• _RECORDS FOR THE TASK_:
*** Begin section ***

//! Transport-neutral service core.
//!
//! Adapters build an [`ImageRequest`], call [`ImageHandler::handle`] and
//! translate the returned [`ImageResponse`] into their native reply.

mod image_service;
mod neutral;

pub use image_service::{ImageService, PLACEHOLDER_CACHE_CONTROL, PLACEHOLDER_DISPOSITION};
pub use neutral::{ImageHandler, ImageRequest, ImageResponse, Referer};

*** End section ***

• _TASK STATEMENT_:
Going through the material above, reproduce every line exactly.

• _ANSWER TO THIS EXERCISE_:
//! Transport-neutral service core.
//!
//! Adapters build an [`ImageRequest`], call [`ImageHandler::handle`] and
//! translate the returned [`ImageResponse`] into their native reply.

mod image_service;
mod neutral;

pub use image_service::{ImageService, PLACEHOLDER_CACHE_CONTROL, PLACEHOLDER_DISPOSITION};
pub use neutral::{ImageHandler, ImageRequest, ImageResponse, Referer};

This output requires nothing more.